→ Activity
Filter the listing so that only lines with the word "CardError" remain.
**** Data extracts
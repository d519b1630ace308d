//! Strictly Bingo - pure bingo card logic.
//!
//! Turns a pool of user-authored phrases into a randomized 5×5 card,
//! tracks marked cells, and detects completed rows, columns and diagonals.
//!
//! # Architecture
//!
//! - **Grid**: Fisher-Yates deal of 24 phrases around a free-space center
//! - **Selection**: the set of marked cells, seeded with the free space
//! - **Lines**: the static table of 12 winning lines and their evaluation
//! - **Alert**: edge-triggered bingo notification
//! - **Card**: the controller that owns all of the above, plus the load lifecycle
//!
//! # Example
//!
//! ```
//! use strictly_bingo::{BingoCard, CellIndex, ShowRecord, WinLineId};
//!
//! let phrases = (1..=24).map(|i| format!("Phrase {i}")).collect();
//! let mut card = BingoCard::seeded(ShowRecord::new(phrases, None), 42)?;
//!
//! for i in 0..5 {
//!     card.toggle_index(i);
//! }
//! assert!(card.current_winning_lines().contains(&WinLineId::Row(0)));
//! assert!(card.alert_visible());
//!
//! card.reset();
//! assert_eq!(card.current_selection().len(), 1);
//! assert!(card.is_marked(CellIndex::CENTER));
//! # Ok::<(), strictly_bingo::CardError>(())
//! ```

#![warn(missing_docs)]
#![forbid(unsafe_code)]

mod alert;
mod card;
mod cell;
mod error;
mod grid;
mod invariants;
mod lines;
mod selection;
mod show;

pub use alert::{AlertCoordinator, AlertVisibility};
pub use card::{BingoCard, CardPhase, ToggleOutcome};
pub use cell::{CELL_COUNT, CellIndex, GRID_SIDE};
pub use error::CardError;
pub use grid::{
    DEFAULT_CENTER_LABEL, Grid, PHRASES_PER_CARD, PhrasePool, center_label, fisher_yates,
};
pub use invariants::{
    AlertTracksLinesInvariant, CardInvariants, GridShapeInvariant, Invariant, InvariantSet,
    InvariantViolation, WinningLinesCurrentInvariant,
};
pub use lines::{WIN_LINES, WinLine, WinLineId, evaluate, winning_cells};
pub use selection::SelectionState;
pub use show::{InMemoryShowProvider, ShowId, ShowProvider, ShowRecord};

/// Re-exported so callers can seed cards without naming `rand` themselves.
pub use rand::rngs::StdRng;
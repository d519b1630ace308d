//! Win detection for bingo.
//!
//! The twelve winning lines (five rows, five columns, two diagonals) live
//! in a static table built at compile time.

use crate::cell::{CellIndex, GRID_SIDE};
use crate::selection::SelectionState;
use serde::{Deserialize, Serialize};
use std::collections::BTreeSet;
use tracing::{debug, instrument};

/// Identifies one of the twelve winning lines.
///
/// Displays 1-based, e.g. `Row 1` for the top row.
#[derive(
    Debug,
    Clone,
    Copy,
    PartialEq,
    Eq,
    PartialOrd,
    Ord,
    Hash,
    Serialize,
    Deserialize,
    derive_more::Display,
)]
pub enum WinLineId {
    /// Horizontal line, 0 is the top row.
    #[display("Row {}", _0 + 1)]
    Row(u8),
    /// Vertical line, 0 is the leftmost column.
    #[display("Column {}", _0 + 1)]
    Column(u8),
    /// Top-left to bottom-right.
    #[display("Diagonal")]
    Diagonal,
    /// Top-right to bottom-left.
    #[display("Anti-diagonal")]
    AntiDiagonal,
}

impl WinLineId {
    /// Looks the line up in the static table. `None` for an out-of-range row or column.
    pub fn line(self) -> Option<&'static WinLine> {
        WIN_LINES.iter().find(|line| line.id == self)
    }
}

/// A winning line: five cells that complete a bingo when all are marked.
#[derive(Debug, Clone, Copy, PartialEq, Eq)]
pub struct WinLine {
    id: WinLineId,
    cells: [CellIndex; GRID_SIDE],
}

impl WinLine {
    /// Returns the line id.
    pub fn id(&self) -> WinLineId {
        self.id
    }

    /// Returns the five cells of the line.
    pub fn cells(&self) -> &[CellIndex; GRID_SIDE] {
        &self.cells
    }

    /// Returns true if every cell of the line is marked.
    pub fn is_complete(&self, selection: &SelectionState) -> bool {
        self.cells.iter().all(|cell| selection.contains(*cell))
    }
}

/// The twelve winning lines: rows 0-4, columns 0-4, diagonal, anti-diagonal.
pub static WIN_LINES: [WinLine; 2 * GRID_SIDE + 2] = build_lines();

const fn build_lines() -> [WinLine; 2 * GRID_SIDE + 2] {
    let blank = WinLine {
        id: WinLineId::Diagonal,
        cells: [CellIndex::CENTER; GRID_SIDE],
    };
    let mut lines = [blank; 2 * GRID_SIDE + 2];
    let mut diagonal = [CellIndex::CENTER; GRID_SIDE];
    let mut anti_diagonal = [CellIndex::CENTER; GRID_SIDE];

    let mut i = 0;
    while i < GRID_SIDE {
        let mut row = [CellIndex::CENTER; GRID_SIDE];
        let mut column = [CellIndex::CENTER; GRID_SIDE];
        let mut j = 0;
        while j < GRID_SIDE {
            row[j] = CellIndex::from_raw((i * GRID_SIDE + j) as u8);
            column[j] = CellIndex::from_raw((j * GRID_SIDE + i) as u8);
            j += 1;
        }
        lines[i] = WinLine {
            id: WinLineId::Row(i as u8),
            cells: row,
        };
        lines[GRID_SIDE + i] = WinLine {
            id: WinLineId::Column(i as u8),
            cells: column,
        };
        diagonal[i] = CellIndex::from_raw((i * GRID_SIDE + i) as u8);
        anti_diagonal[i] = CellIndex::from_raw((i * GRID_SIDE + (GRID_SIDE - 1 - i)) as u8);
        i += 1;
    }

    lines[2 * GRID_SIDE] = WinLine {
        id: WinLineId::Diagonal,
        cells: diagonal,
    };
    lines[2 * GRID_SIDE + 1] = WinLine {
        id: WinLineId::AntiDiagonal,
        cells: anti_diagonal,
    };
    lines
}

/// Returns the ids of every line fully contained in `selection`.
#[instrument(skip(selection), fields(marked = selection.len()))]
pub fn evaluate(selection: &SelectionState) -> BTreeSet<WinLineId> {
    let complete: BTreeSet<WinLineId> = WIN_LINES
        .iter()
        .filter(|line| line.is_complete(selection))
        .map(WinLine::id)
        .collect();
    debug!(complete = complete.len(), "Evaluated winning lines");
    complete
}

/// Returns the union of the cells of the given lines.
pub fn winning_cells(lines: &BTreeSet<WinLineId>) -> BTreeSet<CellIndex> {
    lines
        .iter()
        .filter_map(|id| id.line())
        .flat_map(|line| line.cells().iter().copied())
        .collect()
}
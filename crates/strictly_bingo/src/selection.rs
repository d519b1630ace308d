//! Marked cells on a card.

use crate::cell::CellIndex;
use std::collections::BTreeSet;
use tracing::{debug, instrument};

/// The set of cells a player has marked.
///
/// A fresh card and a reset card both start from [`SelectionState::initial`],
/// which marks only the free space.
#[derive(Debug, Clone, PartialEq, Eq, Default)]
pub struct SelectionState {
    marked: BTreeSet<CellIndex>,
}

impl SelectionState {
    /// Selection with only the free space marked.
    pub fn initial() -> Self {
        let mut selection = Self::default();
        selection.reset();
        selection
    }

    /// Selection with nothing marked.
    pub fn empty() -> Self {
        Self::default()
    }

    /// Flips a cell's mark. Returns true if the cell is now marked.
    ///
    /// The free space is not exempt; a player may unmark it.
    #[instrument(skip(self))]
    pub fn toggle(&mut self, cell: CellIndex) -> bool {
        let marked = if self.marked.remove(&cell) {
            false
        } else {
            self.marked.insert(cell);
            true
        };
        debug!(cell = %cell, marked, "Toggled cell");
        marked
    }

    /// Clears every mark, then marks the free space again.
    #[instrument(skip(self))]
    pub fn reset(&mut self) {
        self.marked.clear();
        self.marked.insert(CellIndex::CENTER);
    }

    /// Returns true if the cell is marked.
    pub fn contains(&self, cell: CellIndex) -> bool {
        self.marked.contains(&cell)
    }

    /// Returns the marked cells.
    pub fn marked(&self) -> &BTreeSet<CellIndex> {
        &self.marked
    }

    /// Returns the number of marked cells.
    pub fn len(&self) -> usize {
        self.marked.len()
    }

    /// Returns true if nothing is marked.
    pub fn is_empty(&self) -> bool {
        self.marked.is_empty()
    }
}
********
→ Completed task
//! # Ok::<(), strictly_bingo::CardError>(())
pub use error::CardError;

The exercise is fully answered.